* [Requirement]: Below are the records; collect from them each line containing the string "Parser".

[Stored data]
★ ★ ★ ★ ★

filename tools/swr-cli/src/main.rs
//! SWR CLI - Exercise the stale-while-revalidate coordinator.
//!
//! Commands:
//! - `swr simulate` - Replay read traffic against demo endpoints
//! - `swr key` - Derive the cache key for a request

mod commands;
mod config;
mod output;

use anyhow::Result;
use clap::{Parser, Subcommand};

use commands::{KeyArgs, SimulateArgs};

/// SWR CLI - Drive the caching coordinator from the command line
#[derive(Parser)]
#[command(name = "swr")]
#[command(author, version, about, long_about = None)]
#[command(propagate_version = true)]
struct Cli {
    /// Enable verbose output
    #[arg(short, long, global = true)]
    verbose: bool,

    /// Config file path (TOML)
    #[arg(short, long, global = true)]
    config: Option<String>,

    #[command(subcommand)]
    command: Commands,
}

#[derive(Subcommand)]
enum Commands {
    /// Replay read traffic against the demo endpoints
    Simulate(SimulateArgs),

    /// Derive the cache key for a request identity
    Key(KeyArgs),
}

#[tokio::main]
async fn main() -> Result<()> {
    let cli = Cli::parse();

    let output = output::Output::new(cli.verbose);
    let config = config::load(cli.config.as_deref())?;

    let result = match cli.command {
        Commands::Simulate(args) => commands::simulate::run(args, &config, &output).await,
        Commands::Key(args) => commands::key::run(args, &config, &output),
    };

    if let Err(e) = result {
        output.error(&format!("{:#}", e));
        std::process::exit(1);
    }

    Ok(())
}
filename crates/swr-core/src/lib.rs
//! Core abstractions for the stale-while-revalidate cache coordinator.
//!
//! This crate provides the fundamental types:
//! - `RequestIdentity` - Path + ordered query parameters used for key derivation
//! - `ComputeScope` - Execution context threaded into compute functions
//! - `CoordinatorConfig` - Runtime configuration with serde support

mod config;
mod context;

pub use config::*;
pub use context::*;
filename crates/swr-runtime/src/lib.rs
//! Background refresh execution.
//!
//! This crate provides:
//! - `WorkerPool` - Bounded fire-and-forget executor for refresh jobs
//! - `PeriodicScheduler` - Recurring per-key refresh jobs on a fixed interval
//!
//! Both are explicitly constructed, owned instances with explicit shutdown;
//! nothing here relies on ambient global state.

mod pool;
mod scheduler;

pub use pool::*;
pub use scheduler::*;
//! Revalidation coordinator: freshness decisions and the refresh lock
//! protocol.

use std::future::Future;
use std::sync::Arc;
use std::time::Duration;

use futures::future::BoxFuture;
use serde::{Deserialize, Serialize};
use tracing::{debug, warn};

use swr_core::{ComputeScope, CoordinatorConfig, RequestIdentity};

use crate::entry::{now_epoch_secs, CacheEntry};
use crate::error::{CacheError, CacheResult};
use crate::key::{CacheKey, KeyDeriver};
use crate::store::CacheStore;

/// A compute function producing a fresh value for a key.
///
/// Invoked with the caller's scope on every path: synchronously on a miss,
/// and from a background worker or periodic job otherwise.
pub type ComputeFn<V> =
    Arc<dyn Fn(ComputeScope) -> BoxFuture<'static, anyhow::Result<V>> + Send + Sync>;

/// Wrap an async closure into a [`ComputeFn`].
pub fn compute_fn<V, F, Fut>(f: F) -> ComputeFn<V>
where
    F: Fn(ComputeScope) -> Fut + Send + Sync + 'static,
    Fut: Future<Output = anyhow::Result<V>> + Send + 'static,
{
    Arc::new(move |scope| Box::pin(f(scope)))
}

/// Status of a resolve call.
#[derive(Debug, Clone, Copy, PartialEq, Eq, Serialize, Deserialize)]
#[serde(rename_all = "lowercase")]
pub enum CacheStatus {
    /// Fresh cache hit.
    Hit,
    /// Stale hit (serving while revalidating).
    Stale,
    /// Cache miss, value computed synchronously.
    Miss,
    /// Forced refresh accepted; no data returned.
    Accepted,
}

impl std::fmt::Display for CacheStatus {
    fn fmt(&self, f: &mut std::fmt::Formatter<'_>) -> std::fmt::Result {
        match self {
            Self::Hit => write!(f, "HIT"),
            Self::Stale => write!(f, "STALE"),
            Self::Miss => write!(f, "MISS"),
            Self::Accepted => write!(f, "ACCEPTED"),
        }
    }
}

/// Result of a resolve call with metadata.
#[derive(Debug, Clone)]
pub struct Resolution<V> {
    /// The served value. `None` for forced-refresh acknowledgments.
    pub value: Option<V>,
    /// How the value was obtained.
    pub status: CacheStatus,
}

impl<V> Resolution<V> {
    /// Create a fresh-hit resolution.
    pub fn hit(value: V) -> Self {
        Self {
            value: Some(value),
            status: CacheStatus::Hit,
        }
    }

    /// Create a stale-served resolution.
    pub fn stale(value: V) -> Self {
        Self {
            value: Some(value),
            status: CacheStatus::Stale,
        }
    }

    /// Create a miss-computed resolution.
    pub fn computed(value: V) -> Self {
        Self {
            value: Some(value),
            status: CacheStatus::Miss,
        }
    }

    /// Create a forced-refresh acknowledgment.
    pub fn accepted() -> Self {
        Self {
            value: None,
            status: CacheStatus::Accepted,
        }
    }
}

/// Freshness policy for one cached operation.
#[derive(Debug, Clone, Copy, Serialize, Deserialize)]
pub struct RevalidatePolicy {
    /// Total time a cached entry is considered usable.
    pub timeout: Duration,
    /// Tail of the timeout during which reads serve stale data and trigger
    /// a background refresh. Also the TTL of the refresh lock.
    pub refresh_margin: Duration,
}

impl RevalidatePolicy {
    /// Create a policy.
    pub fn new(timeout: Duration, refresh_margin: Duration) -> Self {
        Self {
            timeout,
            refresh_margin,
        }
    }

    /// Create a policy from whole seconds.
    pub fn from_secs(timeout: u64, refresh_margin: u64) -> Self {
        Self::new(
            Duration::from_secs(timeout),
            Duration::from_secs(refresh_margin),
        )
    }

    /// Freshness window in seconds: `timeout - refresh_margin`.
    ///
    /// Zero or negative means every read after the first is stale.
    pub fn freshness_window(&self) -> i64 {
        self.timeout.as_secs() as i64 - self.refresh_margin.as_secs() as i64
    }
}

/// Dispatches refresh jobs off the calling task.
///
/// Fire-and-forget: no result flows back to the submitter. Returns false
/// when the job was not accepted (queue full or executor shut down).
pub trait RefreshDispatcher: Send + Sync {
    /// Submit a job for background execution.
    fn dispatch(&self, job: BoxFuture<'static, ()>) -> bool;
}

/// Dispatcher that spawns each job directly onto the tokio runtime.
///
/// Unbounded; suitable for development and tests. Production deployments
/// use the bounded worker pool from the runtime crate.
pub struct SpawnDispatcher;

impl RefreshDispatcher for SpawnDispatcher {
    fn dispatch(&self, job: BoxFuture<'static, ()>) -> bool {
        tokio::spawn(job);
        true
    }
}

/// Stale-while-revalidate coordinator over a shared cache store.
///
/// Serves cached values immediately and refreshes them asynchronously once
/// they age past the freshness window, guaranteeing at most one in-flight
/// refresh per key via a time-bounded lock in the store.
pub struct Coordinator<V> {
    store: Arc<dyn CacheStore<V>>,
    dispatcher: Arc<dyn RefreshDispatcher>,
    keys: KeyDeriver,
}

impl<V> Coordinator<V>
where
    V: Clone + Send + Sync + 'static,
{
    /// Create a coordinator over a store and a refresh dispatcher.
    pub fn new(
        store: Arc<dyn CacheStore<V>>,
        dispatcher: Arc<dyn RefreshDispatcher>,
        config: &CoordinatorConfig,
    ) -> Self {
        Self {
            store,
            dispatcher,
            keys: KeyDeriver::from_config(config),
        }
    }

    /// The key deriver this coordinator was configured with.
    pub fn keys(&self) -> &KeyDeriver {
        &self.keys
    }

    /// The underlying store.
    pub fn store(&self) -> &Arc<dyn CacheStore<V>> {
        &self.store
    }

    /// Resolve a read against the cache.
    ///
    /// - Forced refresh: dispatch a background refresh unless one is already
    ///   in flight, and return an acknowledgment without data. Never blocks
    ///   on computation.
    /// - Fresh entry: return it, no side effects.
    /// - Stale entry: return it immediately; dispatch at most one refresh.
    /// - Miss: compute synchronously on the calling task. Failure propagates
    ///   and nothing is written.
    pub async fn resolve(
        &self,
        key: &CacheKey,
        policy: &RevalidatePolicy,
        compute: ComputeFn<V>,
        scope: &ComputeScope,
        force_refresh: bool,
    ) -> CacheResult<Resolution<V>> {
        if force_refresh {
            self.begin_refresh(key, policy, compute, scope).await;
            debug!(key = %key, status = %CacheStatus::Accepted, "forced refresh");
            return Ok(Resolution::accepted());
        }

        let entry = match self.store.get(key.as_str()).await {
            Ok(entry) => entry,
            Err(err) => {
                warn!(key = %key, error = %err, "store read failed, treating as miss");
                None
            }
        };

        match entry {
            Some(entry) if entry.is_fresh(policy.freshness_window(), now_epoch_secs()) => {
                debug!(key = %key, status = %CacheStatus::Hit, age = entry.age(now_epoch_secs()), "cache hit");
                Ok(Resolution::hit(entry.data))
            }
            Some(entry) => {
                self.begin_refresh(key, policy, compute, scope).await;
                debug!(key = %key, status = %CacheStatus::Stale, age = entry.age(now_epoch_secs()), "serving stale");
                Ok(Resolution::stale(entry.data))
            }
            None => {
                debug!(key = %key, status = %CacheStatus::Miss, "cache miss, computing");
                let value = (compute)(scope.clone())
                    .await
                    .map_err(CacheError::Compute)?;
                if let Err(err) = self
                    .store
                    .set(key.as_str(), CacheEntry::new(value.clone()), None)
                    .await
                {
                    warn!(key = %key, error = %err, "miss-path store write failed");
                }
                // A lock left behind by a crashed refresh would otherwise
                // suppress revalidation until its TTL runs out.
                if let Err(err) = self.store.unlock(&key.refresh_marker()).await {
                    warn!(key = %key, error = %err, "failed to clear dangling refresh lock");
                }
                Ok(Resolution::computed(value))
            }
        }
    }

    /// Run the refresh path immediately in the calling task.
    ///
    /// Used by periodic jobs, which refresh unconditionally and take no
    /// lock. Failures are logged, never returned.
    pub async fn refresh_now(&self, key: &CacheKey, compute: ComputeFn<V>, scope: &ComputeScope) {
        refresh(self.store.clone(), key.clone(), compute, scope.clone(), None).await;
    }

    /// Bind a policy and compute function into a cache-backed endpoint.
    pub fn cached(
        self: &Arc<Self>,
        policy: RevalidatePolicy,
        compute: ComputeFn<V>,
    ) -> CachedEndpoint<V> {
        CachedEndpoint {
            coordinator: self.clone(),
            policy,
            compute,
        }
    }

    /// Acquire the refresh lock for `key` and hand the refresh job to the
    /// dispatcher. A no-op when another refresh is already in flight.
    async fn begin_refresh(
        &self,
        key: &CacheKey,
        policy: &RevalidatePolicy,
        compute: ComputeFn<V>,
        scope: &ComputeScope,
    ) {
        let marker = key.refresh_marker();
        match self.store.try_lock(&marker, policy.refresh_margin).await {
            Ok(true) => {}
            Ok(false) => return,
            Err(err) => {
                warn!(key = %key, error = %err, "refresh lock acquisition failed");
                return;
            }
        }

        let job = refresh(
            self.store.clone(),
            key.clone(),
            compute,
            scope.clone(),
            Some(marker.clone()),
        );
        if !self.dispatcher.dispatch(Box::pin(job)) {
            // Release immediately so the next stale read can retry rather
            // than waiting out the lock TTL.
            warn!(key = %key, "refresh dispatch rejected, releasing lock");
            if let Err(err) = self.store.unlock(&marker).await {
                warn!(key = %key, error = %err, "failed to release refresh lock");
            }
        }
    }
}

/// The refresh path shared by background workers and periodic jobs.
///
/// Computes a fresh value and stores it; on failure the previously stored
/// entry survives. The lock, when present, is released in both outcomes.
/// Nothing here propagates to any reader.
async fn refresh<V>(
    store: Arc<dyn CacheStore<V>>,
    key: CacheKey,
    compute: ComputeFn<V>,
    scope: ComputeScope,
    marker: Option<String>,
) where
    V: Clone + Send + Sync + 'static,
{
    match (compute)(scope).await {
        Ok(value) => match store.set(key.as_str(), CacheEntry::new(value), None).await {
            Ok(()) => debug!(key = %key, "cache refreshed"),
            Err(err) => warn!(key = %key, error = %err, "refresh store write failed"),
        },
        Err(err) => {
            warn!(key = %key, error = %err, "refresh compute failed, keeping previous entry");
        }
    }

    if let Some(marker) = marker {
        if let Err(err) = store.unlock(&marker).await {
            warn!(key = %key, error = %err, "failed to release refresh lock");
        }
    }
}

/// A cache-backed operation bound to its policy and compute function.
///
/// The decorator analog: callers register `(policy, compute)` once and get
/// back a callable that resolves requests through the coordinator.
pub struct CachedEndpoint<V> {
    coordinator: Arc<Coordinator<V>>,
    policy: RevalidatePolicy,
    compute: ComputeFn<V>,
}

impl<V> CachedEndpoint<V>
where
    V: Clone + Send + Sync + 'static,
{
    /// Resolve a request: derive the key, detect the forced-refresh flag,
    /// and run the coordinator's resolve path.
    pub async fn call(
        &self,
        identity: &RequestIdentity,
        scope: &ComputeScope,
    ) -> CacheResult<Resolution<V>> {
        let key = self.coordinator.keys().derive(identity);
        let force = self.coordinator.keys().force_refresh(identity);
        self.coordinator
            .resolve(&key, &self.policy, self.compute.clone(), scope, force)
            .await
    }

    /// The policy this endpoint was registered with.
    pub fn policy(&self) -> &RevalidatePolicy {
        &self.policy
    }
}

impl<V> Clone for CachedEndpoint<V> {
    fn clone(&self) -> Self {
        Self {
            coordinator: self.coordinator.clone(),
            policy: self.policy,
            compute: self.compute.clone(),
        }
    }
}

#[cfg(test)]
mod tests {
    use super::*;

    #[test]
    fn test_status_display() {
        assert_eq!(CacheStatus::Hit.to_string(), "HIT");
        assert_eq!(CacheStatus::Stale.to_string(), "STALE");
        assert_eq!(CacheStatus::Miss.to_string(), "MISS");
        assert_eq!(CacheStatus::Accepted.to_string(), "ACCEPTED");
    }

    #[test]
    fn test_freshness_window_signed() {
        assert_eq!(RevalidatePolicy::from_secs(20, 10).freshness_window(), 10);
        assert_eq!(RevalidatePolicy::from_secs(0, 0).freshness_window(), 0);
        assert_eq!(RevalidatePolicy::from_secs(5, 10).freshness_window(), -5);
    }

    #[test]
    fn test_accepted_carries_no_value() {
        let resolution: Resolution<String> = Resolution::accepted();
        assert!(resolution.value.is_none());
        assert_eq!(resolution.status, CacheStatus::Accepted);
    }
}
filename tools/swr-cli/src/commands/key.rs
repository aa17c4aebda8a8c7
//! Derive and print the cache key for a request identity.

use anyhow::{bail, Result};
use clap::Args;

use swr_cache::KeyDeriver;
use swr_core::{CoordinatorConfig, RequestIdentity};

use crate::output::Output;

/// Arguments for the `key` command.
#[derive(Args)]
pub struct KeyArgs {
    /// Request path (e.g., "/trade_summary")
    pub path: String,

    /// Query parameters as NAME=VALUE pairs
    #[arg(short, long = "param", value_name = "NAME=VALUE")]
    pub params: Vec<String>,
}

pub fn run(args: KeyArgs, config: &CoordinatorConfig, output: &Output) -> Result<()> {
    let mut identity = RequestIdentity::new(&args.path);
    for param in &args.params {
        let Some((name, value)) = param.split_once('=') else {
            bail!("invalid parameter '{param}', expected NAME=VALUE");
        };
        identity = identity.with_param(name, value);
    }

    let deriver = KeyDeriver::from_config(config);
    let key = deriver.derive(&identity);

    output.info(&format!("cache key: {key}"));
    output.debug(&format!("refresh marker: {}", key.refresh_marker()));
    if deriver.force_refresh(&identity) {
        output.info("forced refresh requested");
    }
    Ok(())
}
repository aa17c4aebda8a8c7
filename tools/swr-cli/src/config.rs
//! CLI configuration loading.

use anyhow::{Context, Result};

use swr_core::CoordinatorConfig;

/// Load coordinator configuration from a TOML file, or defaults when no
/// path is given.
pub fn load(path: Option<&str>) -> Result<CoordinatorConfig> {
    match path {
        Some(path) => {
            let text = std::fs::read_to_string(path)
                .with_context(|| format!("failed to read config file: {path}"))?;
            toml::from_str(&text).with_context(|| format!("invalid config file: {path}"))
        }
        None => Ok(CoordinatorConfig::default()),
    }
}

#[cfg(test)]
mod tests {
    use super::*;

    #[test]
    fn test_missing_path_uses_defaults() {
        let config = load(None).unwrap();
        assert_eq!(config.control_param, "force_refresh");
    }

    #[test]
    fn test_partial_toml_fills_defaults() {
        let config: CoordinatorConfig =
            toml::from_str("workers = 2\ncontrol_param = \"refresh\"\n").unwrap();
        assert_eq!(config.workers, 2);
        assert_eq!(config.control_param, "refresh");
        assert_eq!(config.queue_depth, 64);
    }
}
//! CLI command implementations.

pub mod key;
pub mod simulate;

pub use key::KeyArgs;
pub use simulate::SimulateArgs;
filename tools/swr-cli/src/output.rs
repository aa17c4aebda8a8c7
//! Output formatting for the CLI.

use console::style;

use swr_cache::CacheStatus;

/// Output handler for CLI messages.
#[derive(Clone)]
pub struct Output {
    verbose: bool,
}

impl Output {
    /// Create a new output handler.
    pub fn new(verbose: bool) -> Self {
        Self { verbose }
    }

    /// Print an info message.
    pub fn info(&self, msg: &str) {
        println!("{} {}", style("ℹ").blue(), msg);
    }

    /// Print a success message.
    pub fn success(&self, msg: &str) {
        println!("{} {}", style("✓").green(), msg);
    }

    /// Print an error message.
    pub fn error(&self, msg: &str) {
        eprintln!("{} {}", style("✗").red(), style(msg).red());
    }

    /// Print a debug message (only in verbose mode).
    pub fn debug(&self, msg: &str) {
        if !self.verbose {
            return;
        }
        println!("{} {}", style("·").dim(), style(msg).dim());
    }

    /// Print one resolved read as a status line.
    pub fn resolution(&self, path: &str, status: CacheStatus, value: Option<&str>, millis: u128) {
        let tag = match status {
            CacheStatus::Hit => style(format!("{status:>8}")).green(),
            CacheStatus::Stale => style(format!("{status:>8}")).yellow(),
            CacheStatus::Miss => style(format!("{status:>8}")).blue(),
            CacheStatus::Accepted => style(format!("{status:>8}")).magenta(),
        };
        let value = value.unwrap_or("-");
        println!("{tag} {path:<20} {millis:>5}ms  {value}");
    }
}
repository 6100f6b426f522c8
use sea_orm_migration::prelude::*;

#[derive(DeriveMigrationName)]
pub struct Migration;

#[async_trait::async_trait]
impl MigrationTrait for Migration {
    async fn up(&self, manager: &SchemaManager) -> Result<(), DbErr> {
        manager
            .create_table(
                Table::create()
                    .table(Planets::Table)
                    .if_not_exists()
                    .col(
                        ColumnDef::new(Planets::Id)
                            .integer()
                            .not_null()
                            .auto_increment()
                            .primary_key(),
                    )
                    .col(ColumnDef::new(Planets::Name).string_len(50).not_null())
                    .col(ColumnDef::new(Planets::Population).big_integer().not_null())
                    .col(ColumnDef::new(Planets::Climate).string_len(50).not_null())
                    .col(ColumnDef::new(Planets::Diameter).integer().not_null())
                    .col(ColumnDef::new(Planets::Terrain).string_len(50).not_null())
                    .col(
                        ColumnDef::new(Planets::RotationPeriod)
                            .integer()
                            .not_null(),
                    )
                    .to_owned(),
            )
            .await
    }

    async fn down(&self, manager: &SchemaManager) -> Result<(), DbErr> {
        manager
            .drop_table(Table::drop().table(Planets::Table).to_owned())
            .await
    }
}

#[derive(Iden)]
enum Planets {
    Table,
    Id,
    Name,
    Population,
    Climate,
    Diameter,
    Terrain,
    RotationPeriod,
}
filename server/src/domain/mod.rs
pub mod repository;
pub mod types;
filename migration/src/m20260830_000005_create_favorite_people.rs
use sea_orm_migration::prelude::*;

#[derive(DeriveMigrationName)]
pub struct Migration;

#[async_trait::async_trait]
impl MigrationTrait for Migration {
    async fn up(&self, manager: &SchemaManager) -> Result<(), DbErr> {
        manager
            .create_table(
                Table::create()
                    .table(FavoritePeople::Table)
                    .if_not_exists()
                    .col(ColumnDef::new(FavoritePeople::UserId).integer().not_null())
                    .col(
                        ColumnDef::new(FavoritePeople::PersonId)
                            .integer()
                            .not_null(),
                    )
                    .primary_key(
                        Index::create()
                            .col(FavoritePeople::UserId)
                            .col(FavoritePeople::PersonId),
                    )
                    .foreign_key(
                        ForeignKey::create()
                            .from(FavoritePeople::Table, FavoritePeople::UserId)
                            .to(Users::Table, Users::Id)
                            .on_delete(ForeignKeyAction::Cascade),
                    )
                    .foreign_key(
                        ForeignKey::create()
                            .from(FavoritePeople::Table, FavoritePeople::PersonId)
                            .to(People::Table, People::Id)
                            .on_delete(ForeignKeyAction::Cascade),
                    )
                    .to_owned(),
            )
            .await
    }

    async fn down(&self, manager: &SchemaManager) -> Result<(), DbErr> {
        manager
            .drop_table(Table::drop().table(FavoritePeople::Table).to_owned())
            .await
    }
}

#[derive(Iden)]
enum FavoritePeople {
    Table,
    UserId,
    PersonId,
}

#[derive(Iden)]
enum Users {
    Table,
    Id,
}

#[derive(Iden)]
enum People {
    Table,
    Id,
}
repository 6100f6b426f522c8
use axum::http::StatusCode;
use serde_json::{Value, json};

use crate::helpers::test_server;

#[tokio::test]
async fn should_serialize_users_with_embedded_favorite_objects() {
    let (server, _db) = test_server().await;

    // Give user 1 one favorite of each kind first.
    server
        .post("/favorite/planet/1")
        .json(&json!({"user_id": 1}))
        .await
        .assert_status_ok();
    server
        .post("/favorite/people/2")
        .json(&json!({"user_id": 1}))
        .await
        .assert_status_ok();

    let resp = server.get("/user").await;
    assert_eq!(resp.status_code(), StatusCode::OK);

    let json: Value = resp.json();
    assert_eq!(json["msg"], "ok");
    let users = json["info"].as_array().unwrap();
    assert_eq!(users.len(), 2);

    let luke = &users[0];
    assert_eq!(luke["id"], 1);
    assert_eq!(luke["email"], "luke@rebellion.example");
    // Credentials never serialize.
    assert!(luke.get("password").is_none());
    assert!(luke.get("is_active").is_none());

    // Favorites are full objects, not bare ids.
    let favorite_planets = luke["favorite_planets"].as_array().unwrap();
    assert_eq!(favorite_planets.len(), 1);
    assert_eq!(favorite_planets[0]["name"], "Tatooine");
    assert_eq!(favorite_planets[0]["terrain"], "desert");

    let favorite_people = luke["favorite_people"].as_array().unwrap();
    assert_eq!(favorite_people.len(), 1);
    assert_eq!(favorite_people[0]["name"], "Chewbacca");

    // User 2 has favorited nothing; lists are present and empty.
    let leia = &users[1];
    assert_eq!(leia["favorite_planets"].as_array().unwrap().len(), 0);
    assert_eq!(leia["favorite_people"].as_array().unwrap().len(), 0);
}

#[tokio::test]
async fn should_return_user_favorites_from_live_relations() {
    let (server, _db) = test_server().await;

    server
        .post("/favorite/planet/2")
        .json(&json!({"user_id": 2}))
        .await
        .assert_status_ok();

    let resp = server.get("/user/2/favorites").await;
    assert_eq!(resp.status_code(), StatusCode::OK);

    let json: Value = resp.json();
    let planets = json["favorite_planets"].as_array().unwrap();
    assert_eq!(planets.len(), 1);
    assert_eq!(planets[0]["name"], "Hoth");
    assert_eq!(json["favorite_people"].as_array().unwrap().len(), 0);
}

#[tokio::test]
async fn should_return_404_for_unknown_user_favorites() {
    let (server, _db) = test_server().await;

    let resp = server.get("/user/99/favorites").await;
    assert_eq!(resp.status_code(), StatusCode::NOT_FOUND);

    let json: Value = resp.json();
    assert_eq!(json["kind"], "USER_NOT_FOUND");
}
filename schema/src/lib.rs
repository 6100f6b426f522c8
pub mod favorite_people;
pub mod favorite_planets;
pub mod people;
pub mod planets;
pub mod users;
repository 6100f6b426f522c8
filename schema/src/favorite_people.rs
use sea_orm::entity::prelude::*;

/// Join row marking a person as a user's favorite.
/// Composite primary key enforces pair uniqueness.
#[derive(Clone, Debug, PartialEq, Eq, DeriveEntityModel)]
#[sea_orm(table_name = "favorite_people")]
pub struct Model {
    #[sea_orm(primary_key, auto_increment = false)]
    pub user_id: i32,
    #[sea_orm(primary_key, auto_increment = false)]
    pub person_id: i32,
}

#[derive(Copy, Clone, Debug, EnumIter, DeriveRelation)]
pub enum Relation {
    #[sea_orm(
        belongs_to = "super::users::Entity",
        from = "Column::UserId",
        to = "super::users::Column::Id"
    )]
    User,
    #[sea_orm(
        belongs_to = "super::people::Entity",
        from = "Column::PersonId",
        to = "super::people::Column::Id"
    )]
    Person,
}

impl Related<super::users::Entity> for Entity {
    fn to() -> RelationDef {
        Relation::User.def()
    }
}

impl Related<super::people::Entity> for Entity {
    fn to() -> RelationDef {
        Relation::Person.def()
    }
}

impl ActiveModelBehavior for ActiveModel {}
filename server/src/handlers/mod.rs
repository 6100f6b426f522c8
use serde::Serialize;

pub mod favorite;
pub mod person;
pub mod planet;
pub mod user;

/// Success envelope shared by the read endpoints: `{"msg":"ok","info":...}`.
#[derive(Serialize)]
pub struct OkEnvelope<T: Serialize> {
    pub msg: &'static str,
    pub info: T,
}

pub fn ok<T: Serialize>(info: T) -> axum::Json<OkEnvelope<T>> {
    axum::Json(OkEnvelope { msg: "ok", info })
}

★ ★ ★ ★ ★

* [Answer space]:
use clap::{Parser, Subcommand};
#[derive(Parser)]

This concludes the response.